**DESCRIPTION OF THE TASK:**
Entries follow. Return each line that contains the word "Names".

**Stored data entries:**
*** Begin section ***
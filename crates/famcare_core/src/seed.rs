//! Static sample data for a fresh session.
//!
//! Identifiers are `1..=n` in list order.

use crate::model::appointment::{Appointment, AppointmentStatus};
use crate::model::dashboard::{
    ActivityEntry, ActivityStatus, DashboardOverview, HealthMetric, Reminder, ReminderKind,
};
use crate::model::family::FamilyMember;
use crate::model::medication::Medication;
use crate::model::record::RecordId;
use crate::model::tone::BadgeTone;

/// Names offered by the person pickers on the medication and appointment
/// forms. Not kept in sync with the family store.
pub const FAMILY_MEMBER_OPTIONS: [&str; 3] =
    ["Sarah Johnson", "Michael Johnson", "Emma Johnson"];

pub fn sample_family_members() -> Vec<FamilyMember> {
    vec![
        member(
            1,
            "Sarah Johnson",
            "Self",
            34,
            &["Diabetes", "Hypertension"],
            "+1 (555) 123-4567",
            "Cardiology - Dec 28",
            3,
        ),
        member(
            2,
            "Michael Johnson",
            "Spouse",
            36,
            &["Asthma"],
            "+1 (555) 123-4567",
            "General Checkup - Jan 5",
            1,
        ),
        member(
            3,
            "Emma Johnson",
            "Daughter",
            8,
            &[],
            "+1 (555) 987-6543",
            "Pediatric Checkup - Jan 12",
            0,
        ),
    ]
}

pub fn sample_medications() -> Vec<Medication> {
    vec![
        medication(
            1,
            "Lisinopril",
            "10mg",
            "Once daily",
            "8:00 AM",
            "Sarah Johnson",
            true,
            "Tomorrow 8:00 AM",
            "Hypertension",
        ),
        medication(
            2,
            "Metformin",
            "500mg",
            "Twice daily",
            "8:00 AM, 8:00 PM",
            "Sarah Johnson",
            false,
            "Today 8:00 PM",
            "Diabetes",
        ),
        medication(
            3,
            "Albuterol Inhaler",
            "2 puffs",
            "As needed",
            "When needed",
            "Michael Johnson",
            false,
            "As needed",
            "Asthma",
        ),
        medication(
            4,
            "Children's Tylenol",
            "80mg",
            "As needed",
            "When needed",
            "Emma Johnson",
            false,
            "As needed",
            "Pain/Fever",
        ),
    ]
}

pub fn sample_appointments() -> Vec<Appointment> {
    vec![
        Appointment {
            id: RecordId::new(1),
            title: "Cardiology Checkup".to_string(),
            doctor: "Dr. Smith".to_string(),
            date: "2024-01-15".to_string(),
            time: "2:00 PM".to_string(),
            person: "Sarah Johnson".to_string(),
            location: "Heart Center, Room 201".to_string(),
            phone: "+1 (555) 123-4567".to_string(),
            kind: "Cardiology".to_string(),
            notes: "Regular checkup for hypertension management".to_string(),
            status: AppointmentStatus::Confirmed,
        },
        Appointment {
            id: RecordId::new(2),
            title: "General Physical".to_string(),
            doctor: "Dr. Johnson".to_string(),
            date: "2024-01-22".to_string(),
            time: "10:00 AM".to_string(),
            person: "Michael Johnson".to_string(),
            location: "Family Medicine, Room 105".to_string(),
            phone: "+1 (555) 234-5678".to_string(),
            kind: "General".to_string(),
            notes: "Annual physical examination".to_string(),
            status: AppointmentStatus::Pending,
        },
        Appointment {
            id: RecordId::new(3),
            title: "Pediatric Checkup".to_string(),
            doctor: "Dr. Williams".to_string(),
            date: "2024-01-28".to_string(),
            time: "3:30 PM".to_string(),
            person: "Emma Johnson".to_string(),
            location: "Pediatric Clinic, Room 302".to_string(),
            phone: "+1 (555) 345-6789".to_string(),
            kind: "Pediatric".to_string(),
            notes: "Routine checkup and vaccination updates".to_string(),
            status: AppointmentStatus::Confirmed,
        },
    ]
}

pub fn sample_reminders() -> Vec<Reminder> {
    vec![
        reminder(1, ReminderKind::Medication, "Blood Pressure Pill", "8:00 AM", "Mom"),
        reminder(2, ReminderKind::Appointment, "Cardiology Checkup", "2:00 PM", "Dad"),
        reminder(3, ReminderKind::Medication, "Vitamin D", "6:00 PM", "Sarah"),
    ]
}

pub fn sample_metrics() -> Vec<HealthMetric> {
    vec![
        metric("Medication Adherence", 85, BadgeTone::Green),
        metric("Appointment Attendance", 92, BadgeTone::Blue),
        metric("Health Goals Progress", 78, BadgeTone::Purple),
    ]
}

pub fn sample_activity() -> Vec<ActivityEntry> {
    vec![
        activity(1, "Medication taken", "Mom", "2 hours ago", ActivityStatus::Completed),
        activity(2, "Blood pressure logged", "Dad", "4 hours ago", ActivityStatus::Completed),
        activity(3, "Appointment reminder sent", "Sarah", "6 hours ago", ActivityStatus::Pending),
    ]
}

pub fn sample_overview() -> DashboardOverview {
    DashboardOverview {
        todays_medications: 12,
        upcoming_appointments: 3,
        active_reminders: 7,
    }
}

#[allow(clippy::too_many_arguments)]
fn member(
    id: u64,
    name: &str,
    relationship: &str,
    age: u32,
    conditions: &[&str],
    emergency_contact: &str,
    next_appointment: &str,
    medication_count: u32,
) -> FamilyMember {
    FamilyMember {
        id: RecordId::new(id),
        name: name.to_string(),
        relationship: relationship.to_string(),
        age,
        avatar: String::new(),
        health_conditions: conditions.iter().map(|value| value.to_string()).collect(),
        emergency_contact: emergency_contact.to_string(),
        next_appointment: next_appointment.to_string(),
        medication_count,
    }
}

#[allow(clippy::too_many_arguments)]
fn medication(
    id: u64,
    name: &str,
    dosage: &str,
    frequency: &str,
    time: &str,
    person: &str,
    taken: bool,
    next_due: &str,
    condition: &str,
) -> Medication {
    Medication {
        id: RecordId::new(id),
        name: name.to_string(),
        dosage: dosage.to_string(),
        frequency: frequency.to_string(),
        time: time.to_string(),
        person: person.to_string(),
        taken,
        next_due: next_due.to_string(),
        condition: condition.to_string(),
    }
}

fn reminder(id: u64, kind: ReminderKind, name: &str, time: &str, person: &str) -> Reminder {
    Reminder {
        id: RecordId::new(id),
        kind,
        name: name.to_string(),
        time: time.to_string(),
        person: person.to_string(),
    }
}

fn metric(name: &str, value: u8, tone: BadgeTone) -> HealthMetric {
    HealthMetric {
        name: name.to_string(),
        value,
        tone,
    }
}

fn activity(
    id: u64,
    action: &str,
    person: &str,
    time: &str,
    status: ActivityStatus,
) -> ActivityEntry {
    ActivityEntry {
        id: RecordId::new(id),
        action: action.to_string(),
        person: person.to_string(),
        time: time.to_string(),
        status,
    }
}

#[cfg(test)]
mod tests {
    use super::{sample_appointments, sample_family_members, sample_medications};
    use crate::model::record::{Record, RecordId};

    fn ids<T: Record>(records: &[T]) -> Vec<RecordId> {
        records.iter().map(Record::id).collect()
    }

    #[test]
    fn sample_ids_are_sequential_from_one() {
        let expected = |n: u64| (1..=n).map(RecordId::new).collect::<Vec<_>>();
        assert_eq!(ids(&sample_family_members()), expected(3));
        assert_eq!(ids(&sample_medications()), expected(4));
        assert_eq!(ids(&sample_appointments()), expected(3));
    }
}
*** End section ***
*** Begin section ***
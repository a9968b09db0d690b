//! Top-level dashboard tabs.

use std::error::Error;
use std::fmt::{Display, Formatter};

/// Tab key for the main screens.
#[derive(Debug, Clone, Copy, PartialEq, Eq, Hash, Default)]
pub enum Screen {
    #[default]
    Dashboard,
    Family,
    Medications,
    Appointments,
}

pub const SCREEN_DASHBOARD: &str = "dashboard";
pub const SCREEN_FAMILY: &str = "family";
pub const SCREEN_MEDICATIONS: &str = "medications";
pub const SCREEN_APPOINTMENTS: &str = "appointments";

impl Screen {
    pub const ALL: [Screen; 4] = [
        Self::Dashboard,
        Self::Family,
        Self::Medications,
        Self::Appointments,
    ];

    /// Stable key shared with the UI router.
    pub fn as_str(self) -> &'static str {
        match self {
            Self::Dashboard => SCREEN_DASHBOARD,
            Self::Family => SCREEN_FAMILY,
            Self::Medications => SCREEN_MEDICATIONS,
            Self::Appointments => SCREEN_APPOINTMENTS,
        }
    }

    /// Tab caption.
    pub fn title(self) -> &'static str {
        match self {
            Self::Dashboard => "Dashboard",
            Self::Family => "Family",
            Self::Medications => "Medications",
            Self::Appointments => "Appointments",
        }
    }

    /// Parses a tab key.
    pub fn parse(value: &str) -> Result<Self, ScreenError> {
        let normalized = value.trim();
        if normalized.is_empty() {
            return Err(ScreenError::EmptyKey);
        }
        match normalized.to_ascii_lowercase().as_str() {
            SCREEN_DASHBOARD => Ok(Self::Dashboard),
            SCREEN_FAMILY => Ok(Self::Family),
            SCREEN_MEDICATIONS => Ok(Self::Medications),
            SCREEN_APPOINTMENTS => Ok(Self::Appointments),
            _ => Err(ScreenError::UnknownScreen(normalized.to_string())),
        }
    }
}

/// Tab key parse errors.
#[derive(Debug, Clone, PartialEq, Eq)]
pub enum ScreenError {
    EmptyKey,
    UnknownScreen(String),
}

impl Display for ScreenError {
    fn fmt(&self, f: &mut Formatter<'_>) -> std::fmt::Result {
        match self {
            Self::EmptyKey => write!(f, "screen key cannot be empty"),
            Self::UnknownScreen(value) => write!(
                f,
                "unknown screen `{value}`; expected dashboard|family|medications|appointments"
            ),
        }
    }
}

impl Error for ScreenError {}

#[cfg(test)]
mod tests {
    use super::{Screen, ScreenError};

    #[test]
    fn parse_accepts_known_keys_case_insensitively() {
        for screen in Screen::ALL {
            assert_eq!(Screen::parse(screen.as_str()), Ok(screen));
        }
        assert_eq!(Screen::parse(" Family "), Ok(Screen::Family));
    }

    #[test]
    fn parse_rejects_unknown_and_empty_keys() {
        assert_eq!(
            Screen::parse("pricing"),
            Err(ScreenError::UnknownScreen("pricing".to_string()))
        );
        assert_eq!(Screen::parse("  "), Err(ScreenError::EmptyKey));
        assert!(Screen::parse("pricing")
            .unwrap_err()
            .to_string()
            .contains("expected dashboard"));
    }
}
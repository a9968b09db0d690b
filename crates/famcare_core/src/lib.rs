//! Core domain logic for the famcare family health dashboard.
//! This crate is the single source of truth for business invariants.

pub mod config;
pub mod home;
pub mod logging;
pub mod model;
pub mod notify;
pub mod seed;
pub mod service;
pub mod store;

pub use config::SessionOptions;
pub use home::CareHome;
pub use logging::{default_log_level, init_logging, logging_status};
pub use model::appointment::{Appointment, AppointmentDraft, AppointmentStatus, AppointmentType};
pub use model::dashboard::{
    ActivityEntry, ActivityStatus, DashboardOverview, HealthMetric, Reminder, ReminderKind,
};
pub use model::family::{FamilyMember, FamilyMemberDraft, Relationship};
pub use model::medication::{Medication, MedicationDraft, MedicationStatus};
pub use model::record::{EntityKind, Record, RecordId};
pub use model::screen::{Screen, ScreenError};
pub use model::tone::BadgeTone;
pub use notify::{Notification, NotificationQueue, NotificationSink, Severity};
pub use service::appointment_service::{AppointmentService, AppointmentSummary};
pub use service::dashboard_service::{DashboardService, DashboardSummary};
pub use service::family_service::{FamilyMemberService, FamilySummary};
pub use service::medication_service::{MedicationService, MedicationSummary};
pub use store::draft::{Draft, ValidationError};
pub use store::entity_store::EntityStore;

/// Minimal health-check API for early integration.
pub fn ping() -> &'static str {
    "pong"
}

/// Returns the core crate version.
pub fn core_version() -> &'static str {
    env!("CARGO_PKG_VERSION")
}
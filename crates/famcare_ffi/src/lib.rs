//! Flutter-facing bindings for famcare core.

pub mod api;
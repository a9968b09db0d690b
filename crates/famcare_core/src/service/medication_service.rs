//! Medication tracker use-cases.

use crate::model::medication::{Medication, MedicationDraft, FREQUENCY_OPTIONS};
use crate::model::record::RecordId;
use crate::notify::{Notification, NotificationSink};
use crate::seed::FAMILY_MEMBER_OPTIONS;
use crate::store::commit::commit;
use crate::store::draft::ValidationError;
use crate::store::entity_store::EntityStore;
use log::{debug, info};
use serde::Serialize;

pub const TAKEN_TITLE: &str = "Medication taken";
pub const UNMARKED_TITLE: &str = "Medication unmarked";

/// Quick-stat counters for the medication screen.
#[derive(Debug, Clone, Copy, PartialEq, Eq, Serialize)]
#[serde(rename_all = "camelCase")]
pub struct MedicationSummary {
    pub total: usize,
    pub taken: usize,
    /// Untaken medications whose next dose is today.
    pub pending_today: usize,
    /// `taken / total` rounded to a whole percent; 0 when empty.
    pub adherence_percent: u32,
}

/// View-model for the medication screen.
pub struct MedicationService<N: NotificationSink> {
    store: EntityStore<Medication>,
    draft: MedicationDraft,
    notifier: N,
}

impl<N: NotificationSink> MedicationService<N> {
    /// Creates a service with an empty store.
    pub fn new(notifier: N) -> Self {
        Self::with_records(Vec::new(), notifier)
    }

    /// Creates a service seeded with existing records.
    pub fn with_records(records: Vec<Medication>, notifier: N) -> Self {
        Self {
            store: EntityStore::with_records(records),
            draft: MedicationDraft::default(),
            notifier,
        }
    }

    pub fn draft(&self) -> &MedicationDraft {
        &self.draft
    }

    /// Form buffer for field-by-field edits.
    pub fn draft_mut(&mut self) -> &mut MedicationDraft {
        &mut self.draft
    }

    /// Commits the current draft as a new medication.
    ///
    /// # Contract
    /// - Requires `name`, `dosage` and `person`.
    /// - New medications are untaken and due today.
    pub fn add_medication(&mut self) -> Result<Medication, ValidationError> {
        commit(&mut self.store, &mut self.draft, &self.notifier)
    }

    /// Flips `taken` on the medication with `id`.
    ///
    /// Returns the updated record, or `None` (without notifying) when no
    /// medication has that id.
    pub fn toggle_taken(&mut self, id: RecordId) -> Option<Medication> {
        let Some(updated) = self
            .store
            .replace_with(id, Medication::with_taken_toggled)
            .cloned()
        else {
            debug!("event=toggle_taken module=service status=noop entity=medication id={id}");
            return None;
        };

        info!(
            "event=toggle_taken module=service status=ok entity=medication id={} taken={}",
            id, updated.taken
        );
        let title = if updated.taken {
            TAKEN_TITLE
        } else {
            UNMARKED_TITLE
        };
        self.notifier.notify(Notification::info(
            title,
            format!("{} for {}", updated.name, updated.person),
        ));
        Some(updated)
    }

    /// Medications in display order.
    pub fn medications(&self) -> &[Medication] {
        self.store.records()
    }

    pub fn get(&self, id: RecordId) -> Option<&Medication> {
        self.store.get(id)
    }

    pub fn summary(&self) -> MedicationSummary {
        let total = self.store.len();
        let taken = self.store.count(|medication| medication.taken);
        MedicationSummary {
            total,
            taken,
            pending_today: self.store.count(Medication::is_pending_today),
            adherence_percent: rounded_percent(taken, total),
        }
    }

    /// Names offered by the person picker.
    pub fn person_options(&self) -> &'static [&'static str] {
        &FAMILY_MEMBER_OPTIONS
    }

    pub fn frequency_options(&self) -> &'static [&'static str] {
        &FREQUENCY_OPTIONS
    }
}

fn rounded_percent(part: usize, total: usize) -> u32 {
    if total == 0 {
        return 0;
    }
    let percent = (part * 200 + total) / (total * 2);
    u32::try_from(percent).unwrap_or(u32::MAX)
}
*** End section ***
**SOLUTION TO THIS TASK:**
/// Names offered by the person pickers on the medication and appointment
    /// Names offered by the person picker.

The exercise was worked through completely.